The internal email, allegedly leaked by concerned State Farm employees, states that the company partnered with transgender youth advocacy group The GenderCool Project in a campaign to "increase representation of LGBTQ+ books and support our communities in having challenging, important and empowering conversations with children Age 5+."
The email is dated Jan. 18 and was sent by Jose Soto, a corporate responsibility analyst for State Farm in Florida. Soto asked for six State Farm insurance agents in Florida to volunteer to participate in the program by "receiving these books in March, then donating them to their community by the end of April."
"One day I look up 'boy who feels like girl' and found stories of people who were just like me," the book reads. "That's the first time I heard the word transgender. I realized I wasn't alone. The feeling I had been a girl finally made sense."
Facing a growing backlash that includes calls to boycott the company, however, State Farm released a second statement saying it had ended its partnership with GenderCool.
"Conversations about gender and identity should happen at home with parents. We don’t support required curriculum in schools on this topic. We support organizations providing resources for parents to have these conversations," the company said.

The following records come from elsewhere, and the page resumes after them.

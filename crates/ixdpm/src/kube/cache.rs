//! Node-local pod cache fed by a watch on the API server.

use std::collections::{BTreeMap, HashMap};
use std::sync::Arc;
use std::time::Duration;

use futures::{StreamExt, TryStreamExt};
use k8s_openapi::api::core::v1::Pod;
use kube::api::{Api, ListParams};
use kube::Client;
use kube_runtime::watcher;
use kube_runtime::watcher::Event;
use tokio::sync::{broadcast, RwLock};
use tracing::{info, warn};

use crate::config::{GET_POD_FROM_INFORMER_TIMES, POD_PREDICATE_TIME, POD_VOLCANO_DEVICES};
use crate::kube::KubeClient;

/// In-memory view of the pods scheduled to this node, keyed by pod UID.
/// Writes come exclusively from the watch task.
#[derive(Clone, Default)]
pub struct PodCache {
    pods: Arc<RwLock<HashMap<String, Pod>>>,
}

impl PodCache {
    /// Follows the pod watch for this node until stopped, mirroring
    /// add/update/delete events into the cache.
    pub async fn run_informer(
        self,
        client: Client,
        node_name: String,
        mut stop: broadcast::Receiver<()>,
    ) {
        let pods: Api<Pod> = Api::all(client);
        let params = ListParams::default().fields(&format!("spec.nodeName={}", node_name));
        let mut stream = watcher(pods, params).boxed();

        info!(node = %node_name, "starting pod informer");
        loop {
            tokio::select! {
                _ = stop.recv() => {
                    info!("stopping pod informer");
                    return;
                }
                event = stream.try_next() => match event {
                    Ok(Some(Event::Applied(pod))) => self.insert(pod).await,
                    Ok(Some(Event::Deleted(pod))) => self.remove(&pod).await,
                    Ok(Some(Event::Restarted(pods))) => self.replace_all(pods).await,
                    Ok(None) => {
                        warn!("pod watch stream ended");
                        return;
                    }
                    Err(e) => {
                        warn!(error = %e, "pod watch error");
                        tokio::time::sleep(Duration::from_secs(1)).await;
                    }
                }
            }
        }
    }

    pub(crate) async fn insert(&self, pod: Pod) {
        if let Some(uid) = pod.metadata.uid.clone() {
            self.pods.write().await.insert(uid, pod);
        }
    }

    async fn remove(&self, pod: &Pod) {
        if let Some(uid) = &pod.metadata.uid {
            self.pods.write().await.remove(uid);
        }
    }

    async fn replace_all(&self, pods: Vec<Pod>) {
        let mut cache = self.pods.write().await;
        cache.clear();
        for pod in pods {
            if let Some(uid) = pod.metadata.uid.clone() {
                cache.insert(uid, pod);
            }
        }
    }

    /// Pods that are neither succeeded nor failed.
    pub async fn active_pods(&self) -> Vec<Pod> {
        self.pods
            .read()
            .await
            .values()
            .filter(|pod| is_active(pod))
            .cloned()
            .collect()
    }

    /// Mirrors an annotation patch into the cached copy of the pod.
    /// Returns false when the pod is not in the cache.
    pub async fn update_annotations(
        &self,
        pod: &Pod,
        annotations: &BTreeMap<String, String>,
    ) -> bool {
        let mut cache = self.pods.write().await;
        for cached in cache.values_mut() {
            if cached.metadata.namespace == pod.metadata.namespace
                && cached.metadata.name == pod.metadata.name
            {
                let target = cached.metadata.annotations.get_or_insert_with(BTreeMap::new);
                for (key, value) in annotations {
                    target.insert(key.clone(), value.clone());
                }
                return true;
            }
        }
        false
    }
}

fn is_active(pod: &Pod) -> bool {
    let phase = pod
        .status
        .as_ref()
        .and_then(|s| s.phase.as_deref())
        .unwrap_or_default();
    phase != "Succeeded" && phase != "Failed"
}

/// Looks up one annotation on a pod.
pub fn annotation<'a>(pod: &'a Pod, key: &str) -> Option<&'a String> {
    pod.metadata.annotations.as_ref().and_then(|a| a.get(key))
}

/// Pods that admission already gave up on are never allocation candidates.
pub fn should_skip_pod(pod: &Pod) -> bool {
    if pod.metadata.deletion_timestamp.is_some() {
        return true;
    }
    if let Some(status) = &pod.status {
        if status.reason.as_deref() == Some("UnexpectedAdmissionError") {
            return true;
        }
        for container in status.container_statuses.as_deref().unwrap_or_default() {
            if let Some(waiting) = container.state.as_ref().and_then(|s| s.waiting.as_ref()) {
                if waiting
                    .message
                    .as_deref()
                    .map(|m| m.contains("PreStartContainer check failed"))
                    .unwrap_or(false)
                {
                    return true;
                }
            }
        }
    }
    false
}

pub fn filter_pods(pods: Vec<Pod>, condition: impl Fn(&Pod) -> bool) -> Vec<Pod> {
    pods.into_iter()
        .filter(|pod| !should_skip_pod(pod) && condition(pod))
        .collect()
}

/// The volcano predicate timestamp; absent or unparsable reads as
/// `u64::MAX` so such pods sort last.
pub fn predicate_time(pod: &Pod) -> u64 {
    match annotation(pod, POD_PREDICATE_TIME) {
        Some(value) => value.parse().unwrap_or(u64::MAX),
        None => u64::MAX,
    }
}

/// Whether a pod's volcano annotations can satisfy this allocation: an
/// unconsumed predicate timestamp and an assignment of matching size.
pub fn annotation_allocate_valid(request_devices: &[String], pod: &Pod) -> bool {
    if let Some(predicate) = annotation(pod, POD_PREDICATE_TIME) {
        if predicate == &u64::MAX.to_string() {
            warn!(
                pod = %pod.metadata.name.as_deref().unwrap_or_default(),
                "pod already has its devices mounted"
            );
            return false;
        }
    }
    match annotation(pod, POD_VOLCANO_DEVICES) {
        Some(devices) => devices.split(',').count() == request_devices.len(),
        None => false,
    }
}

fn oldest_pod(pods: Vec<Pod>) -> Option<Pod> {
    pods.into_iter().min_by_key(predicate_time)
}

impl KubeClient {
    /// Active pods on this node straight from the API server, bypassing
    /// the cache.
    pub async fn active_pod_list(&self) -> anyhow::Result<Vec<Pod>> {
        let api: Api<Pod> = Api::all(self.client.clone());
        let params = ListParams::default().fields(&format!(
            "spec.nodeName={},status.phase!=Succeeded,status.phase!=Failed",
            self.node_name
        ));
        Ok(api.list(&params).await?.items)
    }

    /// Finds the pod a volcano allocation belongs to: retries the cache a
    /// few times, then asks the API server directly, and picks the pod
    /// with the oldest predicate timestamp.
    pub async fn matched_pod(
        &self,
        cache: &PodCache,
        request_devices: &[String],
    ) -> anyhow::Result<Option<Pod>> {
        for attempt in 0..GET_POD_FROM_INFORMER_TIMES {
            let pods = if attempt == GET_POD_FROM_INFORMER_TIMES - 1 {
                self.active_pod_list().await?
            } else {
                cache.active_pods().await
            };
            let matching =
                filter_pods(pods, |pod| annotation_allocate_valid(request_devices, pod));
            if !matching.is_empty() {
                return Ok(oldest_pod(matching));
            }
            warn!(
                attempt,
                ?request_devices,
                "no pod passed the volcano filter, retrying"
            );
            tokio::time::sleep(Duration::from_secs(1)).await;
        }
        Ok(None)
    }
}

#[cfg(test)]
mod tests {
    use super::*;

    fn pod(name: &str, annotations: serde_json::Value) -> Pod {
        serde_json::from_value(serde_json::json!({
            "apiVersion": "v1",
            "kind": "Pod",
            "metadata": {
                "name": name,
                "namespace": "default",
                "uid": format!("uid-{}", name),
                "annotations": annotations,
            },
            "status": { "phase": "Running" }
        }))
        .unwrap()
    }

    #[test]
    fn predicate_time_defaults_to_max() {
        let no_annotation = pod("a", serde_json::json!({}));
        assert_eq!(predicate_time(&no_annotation), u64::MAX);

        let with_time = pod("b", serde_json::json!({ POD_PREDICATE_TIME: "42" }));
        assert_eq!(predicate_time(&with_time), 42);

        let garbage = pod("c", serde_json::json!({ POD_PREDICATE_TIME: "not-a-number" }));
        assert_eq!(predicate_time(&garbage), u64::MAX);
    }

    #[test]
    fn allocation_validity_checks_size_and_consumption() {
        let request: Vec<String> = vec!["A".into(), "B".into()];

        let good = pod(
            "good",
            serde_json::json!({
                POD_PREDICATE_TIME: "10",
                POD_VOLCANO_DEVICES: "X,Y",
            }),
        );
        assert!(annotation_allocate_valid(&request, &good));

        let wrong_size = pod(
            "wrong-size",
            serde_json::json!({
                POD_PREDICATE_TIME: "10",
                POD_VOLCANO_DEVICES: "X",
            }),
        );
        assert!(!annotation_allocate_valid(&request, &wrong_size));

        let consumed = pod(
            "consumed",
            serde_json::json!({
                POD_PREDICATE_TIME: u64::MAX.to_string(),
                POD_VOLCANO_DEVICES: "X,Y",
            }),
        );
        assert!(!annotation_allocate_valid(&request, &consumed));

        let no_volcano = pod("no-volcano", serde_json::json!({ POD_PREDICATE_TIME: "10" }));
        assert!(!annotation_allocate_valid(&request, &no_volcano));
    }

    #[test]
    fn skips_terminating_and_rejected_pods() {
        let mut terminating = pod("terminating", serde_json::json!({}));
        terminating.metadata.deletion_timestamp =
            Some(k8s_openapi::apimachinery::pkg::apis::meta::v1::Time(
                chrono_free_now(),
            ));
        assert!(should_skip_pod(&terminating));

        let rejected: Pod = serde_json::from_value(serde_json::json!({
            "apiVersion": "v1",
            "kind": "Pod",
            "metadata": { "name": "rejected", "uid": "uid-rejected" },
            "status": { "phase": "Pending", "reason": "UnexpectedAdmissionError" }
        }))
        .unwrap();
        assert!(should_skip_pod(&rejected));

        let healthy = pod("healthy", serde_json::json!({}));
        assert!(!should_skip_pod(&healthy));
    }

    #[test]
    fn oldest_pod_wins() {
        let pods = vec![
            pod("late", serde_json::json!({ POD_PREDICATE_TIME: "30" })),
            pod("early", serde_json::json!({ POD_PREDICATE_TIME: "10" })),
            pod("unstamped", serde_json::json!({})),
        ];
        let oldest = oldest_pod(pods).unwrap();
        assert_eq!(oldest.metadata.name.as_deref(), Some("early"));
    }

    #[tokio::test]
    async fn cache_tracks_annotations() {
        let cache = PodCache::default();
        let target = pod("target", serde_json::json!({}));
        cache.insert(target.clone()).await;

        let mut annotations = BTreeMap::new();
        annotations.insert("k".to_string(), "v".to_string());
        assert!(cache.update_annotations(&target, &annotations).await);

        let cached = cache.active_pods().await;
        assert_eq!(
            annotation(&cached[0], "k").map(String::as_str),
            Some("v")
        );

        let stranger = pod("stranger", serde_json::json!({}));
        assert!(!cache.update_annotations(&stranger, &annotations).await);
    }

    fn chrono_free_now() -> k8s_openapi::chrono::DateTime<k8s_openapi::chrono::Utc> {
        k8s_openapi::chrono::Utc::now()
    }
}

"We no longer support the program allowing for distribution of books in schools," it continued. "We will continue to explore how we can support organizations that provide tools and resources that align with our commitment to diversity and inclusion."
Will Hild, the executive director for Consumers' Research, was unimpressed by the company's response and called on the company to do more to "reverse the damage done."
Specifically, Hild argued that State Farm should hire a third-party auditor to "get to the bottom of this breach of trust," locate exactly which school, public library, and community center the books were donated to, and publish the results and notify families living in the affected areas.
The GenderCool Project describes itself as "a youth-led movement bringing positive change to the world." The organization's website features a group of young transgender or gender non-conforming "Champions," who are "helping replace misinformed opinions with positive experiences meeting transgender and non-binary youth who are thriving."